TASK ITEM: Set down, exactly as written, every line from the top of the records below to the line containing "pub fn resume_current_session(&mut", both ends included, and no others.

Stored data
----

impl<S: ChatStore> SessionReconciler<S> {
    pub fn new(store: S) -> Self {
        Self {
            store,
            contact_id: None,
            contact_name: DEFAULT_CONTACT_NAME.to_string(),
            messages: Vec::new(),
            state: ConnectionState::Disconnected,
            peer_typing: false,
            handshake: None,
        }
    }

    pub fn store(&self) -> &S {
        &self.store
    }

    pub fn contact_id(&self) -> Option<&ContactId> {
        self.contact_id.as_ref()
    }

    pub fn contact_name(&self) -> &str {
        &self.contact_name
    }

    /// History of the current session, oldest first.
    pub fn messages(&self) -> &[Message] {
        &self.messages
    }

    pub fn connection_state(&self) -> ConnectionState {
        self.state
    }

    pub fn is_connected(&self) -> bool {
        self.state == ConnectionState::Connected
    }

    pub fn peer_typing(&self) -> bool {
        self.peer_typing
    }

    // ------------------------------------------------------------------
    // Session lifecycle
    // ------------------------------------------------------------------

    /// Make `contact_id` the current session and load its history.
    ///
    /// The in-memory history is replaced, never merged, so starting the same
    /// session twice does not duplicate messages.
    pub fn start_session(&mut self, contact_id: ContactId) -> Result<()> {
        let session = self
            .store
            .ensure_chat_session(&contact_id, DEFAULT_CONTACT_NAME)?;
        self.messages = self.store.get_messages(&contact_id)?;
        self.store.set_current_session(&contact_id)?;

        info!(
            contact = %contact_id,
            messages = self.messages.len(),
            "Session started"
        );
        self.contact_name = session.contact_name;
        self.contact_id = Some(contact_id);
        self.peer_typing = false;
        Ok(())
    }

    /// Reopen the session the store marks as current, if any.
    pub fn resume_current_session(&mut self) -> Result<Option<ContactId>> {
        let Some(contact_id) = self.store.get_current_session()? else {
            return Ok(None);
        };
        self.start_session(contact_id.clone())?;
        Ok(Some(contact_id))
    }

    /// Disconnect and forget the current session. History stays stored.
    pub async fn end_session(&mut self, link: &dyn PeerLink) -> Result<()> {
        link.disconnect().await;
        self.state = ConnectionState::Disconnected;

        if let Some(contact_id) = self.contact_id.take() {
            self.store
                .update_contact_status(&contact_id, &self.contact_name, false)?;
            info!(contact = %contact_id, "Session ended");
        }
        self.store.clear_current_session()?;

        self.contact_name = DEFAULT_CONTACT_NAME.to_string();
        self.messages.clear();
        self.peer_typing = false;
        self.handshake = None;
        Ok(())
    }

    // ------------------------------------------------------------------
    // Manual handshake
    // ------------------------------------------------------------------

    pub async fn create_offer(&mut self, link: &dyn PeerLink) -> Result<String> {
        let offer = link.create_offer().await?;
        debug!("Offer ready to share");
        Ok(offer)
    }

    /// Receiver side: answer a pasted offer and open a new session for it.
    pub async fn accept_offer(&mut self, link: &dyn PeerLink, offer: &str) -> Result<String> {
        let answer = link.accept_offer(offer).await?;
        self.start_session(ContactId::generate())?;
        self.handshake = Some(Handshake {
            role: Role::Receiver,
            code: offer.to_string(),
        });
        Ok(answer)
    }

    /// Initiator side: apply a pasted answer and open a new session for it.
    pub async fn accept_answer(&mut self, link: &dyn PeerLink, answer: &str) -> Result<()> {
        link.accept_answer(answer).await?;
        self.start_session(ContactId::generate())?;
        self.handshake = Some(Handshake {
            role: Role::Initiator,
            code: answer.to_string(),
        });
        Ok(())
    }

    /// Best-effort reconnection with a saved contact's stored codes.
    ///
    /// As initiator the stored answer is applied to `link`. As receiver the
    /// stored offer is answered again on `link`, which must be a fresh
    /// session, and the new answer replaces the stored one. Either way the
    /// connection only comes up if the peer retries at the same time.
    pub async fn reconnect(
        &mut self,
        link: &dyn PeerLink,
        contact_id: &ContactId,
    ) -> Result<Reconnection> {
        let saved = self
            .store
            .get_saved_contact(contact_id)?
            .ok_or_else(|| ClientError::UnknownContact(contact_id.to_string()))?;

        let (outcome, code) = match saved.my_role {
            Role::Initiator => {
                let answer = saved
                    .answer_code
                    .ok_or_else(|| ClientError::NoReconnectCode(contact_id.to_string()))?;
                link.accept_answer(&answer).await?;
                (Reconnection::AnswerApplied, answer)
            }
            Role::Receiver => {
                let offer = saved
                    .offer_code
                    .ok_or_else(|| ClientError::NoReconnectCode(contact_id.to_string()))?;
                let answer = link.accept_offer(&offer).await?;
                self.store.set_answer_code(contact_id, &answer)?;
                (Reconnection::NewAnswer(answer), offer)
            }
        };

        info!(contact = %contact_id, role = saved.my_role.as_str(), "Reconnection attempted");
        self.start_session(contact_id.clone())?;
        self.handshake = Some(Handshake {
            role: saved.my_role,
            code,
        });
        Ok(outcome)
    }

    // ------------------------------------------------------------------
    // Contacts
    // ------------------------------------------------------------------

    /// Save the current peer under `name`, keeping the handshake code for a
    /// later reconnection. An already saved contact is only renamed.
    pub fn save_contact(&mut self, name: &str) -> Result<SavedContact> {
        let contact_id = self.contact_id.clone().ok_or(ClientError::NoSession)?;

        let saved = match self.store.get_saved_contact(&contact_id)? {
            Some(mut existing) => {
                self.store.rename_saved_contact(&contact_id, name)?;
                existing.name = name.to_string();
                existing
            }
            None => {
                let handshake = self.handshake.as_ref().ok_or(ClientError::NoHandshake)?;
                let saved = SavedContact::new(
                    contact_id.clone(),
                    name,
                    handshake.role,
                    handshake.code.clone(),
                );
                self.store.save_saved_contact(&saved)?;
                saved
            }
        };

        self.apply_name(&contact_id, name)?;
        info!(contact = %contact_id, name, "Contact saved");
        Ok(saved)
    }

    /// Rename the current session and its saved contact, if there is one.
    pub fn rename_contact(&mut self, name: &str) -> Result<()> {
        let contact_id = self.contact_id.clone().ok_or(ClientError::NoSession)?;
        self.store.rename_saved_contact(&contact_id, name)?;
        self.apply_name(&contact_id, name)?;
        info!(contact = %contact_id, name, "Contact renamed");
        Ok(())
    }

    /// Forget a saved contact together with its history.
    pub fn delete_contact(&mut self, contact_id: &ContactId) -> Result<bool> {
        let removed = self.store.delete_saved_contact(contact_id)?;
        if self.contact_id.as_ref() == Some(contact_id) {
            self.store.clear_current_session()?;
            self.contact_id = None;
            self.contact_name = DEFAULT_CONTACT_NAME.to_string();
            self.messages.clear();
            self.handshake = None;
        }
        Ok(removed)
    }

    fn apply_name(&mut self, contact_id: &ContactId, name: &str) -> Result<()> {
        self.store.rename_chat_session(contact_id, name)?;
        self.store
            .update_contact_status(contact_id, name, self.is_connected())?;
        self.contact_name = name.to_string();
        Ok(())
    }

    // ------------------------------------------------------------------
    // Outbound
    // ------------------------------------------------------------------

    /// Send a chat message. Only a message the connection accepted is
    /// recorded; `Ok(false)` means nothing was sent and nothing stored.
    pub async fn send_message(&mut self, link: &dyn PeerLink, text: &str) -> Result<bool> {
        self.require_session()?;
        if !link.send_message(text).await {
            return Ok(false);
        }
        self.record(Message::text(Author::Me, text))?;
        Ok(true)
    }

    pub async fn send_typing_indicator(&mut self, link: &dyn PeerLink, is_typing: bool) {
        link.send_typing_indicator(is_typing).await;
    }

    /// Send a voice clip after checking its size and length.
    pub async fn send_audio_message(
        &mut self,
        link: &dyn PeerLink,
        clip: &AudioClip,
    ) -> Result<bool> {
        self.require_session()?;
        clip.validate()?;
        if !link.send_audio_message(clip).await {
            return Ok(false);
        }
        self.record(Message::audio(Author::Me, clip.to_data_url(), clip.duration))?;
        Ok(true)
    }

    /// Send an image or video after checking its type and size.
    pub async fn send_media_message(
        &mut self,
        link: &dyn PeerLink,
        media: &MediaAttachment,
    ) -> Result<bool> {
        self.require_session()?;
        let kind = media.validate()?;
        if !link.send_media_message(media).await {
            return Ok(false);
        }
        self.record(Message::media(
            Author::Me,
            kind,
            media.to_data_url(),
            media.mime_type.clone(),
            media.width,
            media.height,
        ))?;
        Ok(true)
    }

    // ------------------------------------------------------------------
    // Inbound
    // ------------------------------------------------------------------

    /// Apply a connection state. Repeating the same state is harmless.
    pub fn handle_state(&mut self, state: ConnectionState) {
        self.state = state;
        if state != ConnectionState::Connected {
            self.peer_typing = false;
        }

        let Some(contact_id) = self.contact_id.clone() else {
            return;
        };
        let online = state == ConnectionState::Connected;
        if let Err(e) = self
            .store
            .update_contact_status(&contact_id, &self.contact_name, online)
        {
            warn!(contact = %contact_id, error = %e, "Failed to persist online status");
        }
        if online {
            match self.store.touch_last_connected(&contact_id, Utc::now()) {
                Ok(true) => debug!(contact = %contact_id, "Saved contact reconnected"),
                Ok(false) => {}
                Err(e) => warn!(contact = %contact_id, error = %e, "Failed to stamp last connection"),
            }
        }
    }

    /// Apply a connection event. Returns the message it recorded, if any.
    ///
    /// Call signals and remote streams belong to the call controller and are
    /// ignored here.
    pub fn handle_event(&mut self, event: PeerEvent) -> Option<Message> {
        let message = match event {
            PeerEvent::StateChanged(state) => {
                self.handle_state(state);
                return None;
            }
            PeerEvent::Typing(is_typing) => {
                self.peer_typing = is_typing;
                return None;
            }
            PeerEvent::Message(text) => Message::text(Author::Peer, text),
            PeerEvent::AudioMessage {
                audio_data,
                duration,
            } => Message::audio(Author::Peer, audio_data, duration),
            PeerEvent::MediaMessage {
                media_data,
                media_type,
                width,
                height,
            } => match MediaKind::from_mime(&media_type) {
                Some(kind) => {
                    Message::media(Author::Peer, kind, media_data, media_type, width, height)
                }
                None => {
                    warn!(media_type = %media_type, "Dropping media message of unsupported type");
                    return None;
                }
            },
            PeerEvent::CallSignal(_) | PeerEvent::RemoteStream(_) => return None,
        };

        if self.contact_id.is_none() {
            warn!("Inbound message without an active session, dropped");
            return None;
        }
        self.peer_typing = false;
        if let Err(e) = self.record(message.clone()) {
            warn!(error = %e, "Failed to persist inbound message");
        }
        Some(message)
    }

    // ------------------------------------------------------------------
    // Internals
    // ------------------------------------------------------------------

    fn require_session(&self) -> Result<&ContactId> {
        self.contact_id.as_ref().ok_or(ClientError::NoSession)
    }

    /// Append to the in-memory history, then persist.
    fn record(&mut self, message: Message) -> Result<()> {
        let contact_id = self.contact_id.clone().ok_or(ClientError::NoSession)?;
        debug!(
            contact = %contact_id,
            sender = message.sender.as_str(),
            kind = message.content.kind_str(),
            "Recording message"
        );
        self.messages.push(message);
        if let Some(stored) = self.messages.last() {
            self.store.add_message(&contact_id, stored)?;
        }
        Ok(())
    }
}
//! The read/write contract the session layer relies on.

use chrono::{DateTime, Utc};

use pairchat_shared::types::ContactId;

use crate::backup::ImportStats;
use crate::database::Database;
use crate::error::Result;
use crate::models::{ChatSession, Contact, Message, SavedContact};

/// Persistent storage of chat sessions, contacts and connection codes.
///
/// [`Database`] is the production implementation.
pub trait ChatStore {
    // Sessions and messages
    fn get_messages(&self, contact_id: &ContactId) -> Result<Vec<Message>>;
    fn add_message(&self, contact_id: &ContactId, message: &Message) -> Result<()>;
    fn get_chat_session(&self, contact_id: &ContactId) -> Result<Option<ChatSession>>;
    fn ensure_chat_session(&self, contact_id: &ContactId, contact_name: &str) -> Result<ChatSession>;
    fn save_chat_session(&self, session: &ChatSession) -> Result<()>;
    fn rename_chat_session(&self, contact_id: &ContactId, name: &str) -> Result<bool>;
    fn delete_chat_session(&self, contact_id: &ContactId) -> Result<bool>;
    fn list_chat_sessions(&self) -> Result<Vec<ChatSession>>;

    // Saved contacts
    fn get_saved_contact(&self, contact_id: &ContactId) -> Result<Option<SavedContact>>;
    fn save_saved_contact(&self, contact: &SavedContact) -> Result<()>;
    fn delete_saved_contact(&self, contact_id: &ContactId) -> Result<bool>;
    fn rename_saved_contact(&self, contact_id: &ContactId, name: &str) -> Result<bool>;
    fn set_answer_code(&self, contact_id: &ContactId, answer_code: &str) -> Result<()>;
    fn touch_last_connected(&self, contact_id: &ContactId, at: DateTime<Utc>) -> Result<bool>;
    fn list_saved_contacts(&self) -> Result<Vec<SavedContact>>;

    // Presence
    fn update_contact_status(&self, contact_id: &ContactId, name: &str, is_online: bool) -> Result<()>;
    fn list_contacts(&self) -> Result<Vec<Contact>>;

    // Current session pointer
    fn get_current_session(&self) -> Result<Option<ContactId>>;
    fn set_current_session(&self, contact_id: &ContactId) -> Result<()>;
    fn clear_current_session(&self) -> Result<()>;

    // Whole-store operations
    fn export_data(&self) -> Result<String>;
    fn import_data(&self, json: &str) -> Result<ImportStats>;
    fn clear_all_data(&self) -> Result<()>;
}

impl ChatStore for Database {
    fn get_messages(&self, contact_id: &ContactId) -> Result<Vec<Message>> {
        Database::get_messages(self, contact_id)
    }

    fn add_message(&self, contact_id: &ContactId, message: &Message) -> Result<()> {
        Database::add_message(self, contact_id, message)
    }

    fn get_chat_session(&self, contact_id: &ContactId) -> Result<Option<ChatSession>> {
        Database::get_chat_session(self, contact_id)
    }

    fn ensure_chat_session(&self, contact_id: &ContactId, contact_name: &str) -> Result<ChatSession> {
        Database::ensure_chat_session(self, contact_id, contact_name)
    }

    fn save_chat_session(&self, session: &ChatSession) -> Result<()> {
        Database::save_chat_session(self, session)
    }

    fn rename_chat_session(&self, contact_id: &ContactId, name: &str) -> Result<bool> {
        Database::rename_chat_session(self, contact_id, name)
    }

    fn delete_chat_session(&self, contact_id: &ContactId) -> Result<bool> {
        Database::delete_chat_session(self, contact_id)
    }

    fn list_chat_sessions(&self) -> Result<Vec<ChatSession>> {
        Database::list_chat_sessions(self)
    }

    fn get_saved_contact(&self, contact_id: &ContactId) -> Result<Option<SavedContact>> {
        Database::get_saved_contact(self, contact_id)
    }

    fn save_saved_contact(&self, contact: &SavedContact) -> Result<()> {
        Database::save_contact(self, contact)
    }

    fn delete_saved_contact(&self, contact_id: &ContactId) -> Result<bool> {
        Database::delete_saved_contact(self, contact_id)
    }

    fn rename_saved_contact(&self, contact_id: &ContactId, name: &str) -> Result<bool> {
        Database::rename_saved_contact(self, contact_id, name)
    }

    fn set_answer_code(&self, contact_id: &ContactId, answer_code: &str) -> Result<()> {
        Database::set_answer_code(self, contact_id, answer_code)
    }

    fn touch_last_connected(&self, contact_id: &ContactId, at: DateTime<Utc>) -> Result<bool> {
        Database::touch_last_connected(self, contact_id, at)
    }

    fn list_saved_contacts(&self) -> Result<Vec<SavedContact>> {
        Database::list_saved_contacts(self)
    }

    fn update_contact_status(&self, contact_id: &ContactId, name: &str, is_online: bool) -> Result<()> {
        Database::update_contact_status(self, contact_id, name, is_online)
    }

    fn list_contacts(&self) -> Result<Vec<Contact>> {
        Database::list_contacts(self)
    }

    fn get_current_session(&self) -> Result<Option<ContactId>> {
        Database::get_current_session(self)
    }

    fn set_current_session(&self, contact_id: &ContactId) -> Result<()> {
        Database::set_current_session(self, contact_id)
    }

    fn clear_current_session(&self) -> Result<()> {
        Database::clear_current_session(self)
    }

    fn export_data(&self) -> Result<String> {
        Database::export_data(self)
    }

    fn import_data(&self, json: &str) -> Result<ImportStats> {
        Database::import_data(self, json)
    }

    fn clear_all_data(&self) -> Result<()> {
        Database::clear_all_data(self)
    }
}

----

FINAL ANSWER:
impl<S: ChatStore> SessionReconciler<S> {
    pub fn new(store: S) -> Self {
        Self {
            store,
            contact_id: None,
            contact_name: DEFAULT_CONTACT_NAME.to_string(),
            messages: Vec::new(),
            state: ConnectionState::Disconnected,
            peer_typing: false,
            handshake: None,
        }
    }

    pub fn store(&self) -> &S {
        &self.store
    }

    pub fn contact_id(&self) -> Option<&ContactId> {
        self.contact_id.as_ref()
    }

    pub fn contact_name(&self) -> &str {
        &self.contact_name
    }

    /// History of the current session, oldest first.
    pub fn messages(&self) -> &[Message] {
        &self.messages
    }

    pub fn connection_state(&self) -> ConnectionState {
        self.state
    }

    pub fn is_connected(&self) -> bool {
        self.state == ConnectionState::Connected
    }

    pub fn peer_typing(&self) -> bool {
        self.peer_typing
    }

    // ------------------------------------------------------------------
    // Session lifecycle
    // ------------------------------------------------------------------

    /// Make `contact_id` the current session and load its history.
    ///
    /// The in-memory history is replaced, never merged, so starting the same
    /// session twice does not duplicate messages.
    pub fn start_session(&mut self, contact_id: ContactId) -> Result<()> {
        let session = self
            .store
            .ensure_chat_session(&contact_id, DEFAULT_CONTACT_NAME)?;
        self.messages = self.store.get_messages(&contact_id)?;
        self.store.set_current_session(&contact_id)?;

        info!(
            contact = %contact_id,
            messages = self.messages.len(),
            "Session started"
        );
        self.contact_name = session.contact_name;
        self.contact_id = Some(contact_id);
        self.peer_typing = false;
        Ok(())
    }

    /// Reopen the session the store marks as current, if any.
    pub fn resume_current_session(&mut self) -> Result<Option<ContactId>> {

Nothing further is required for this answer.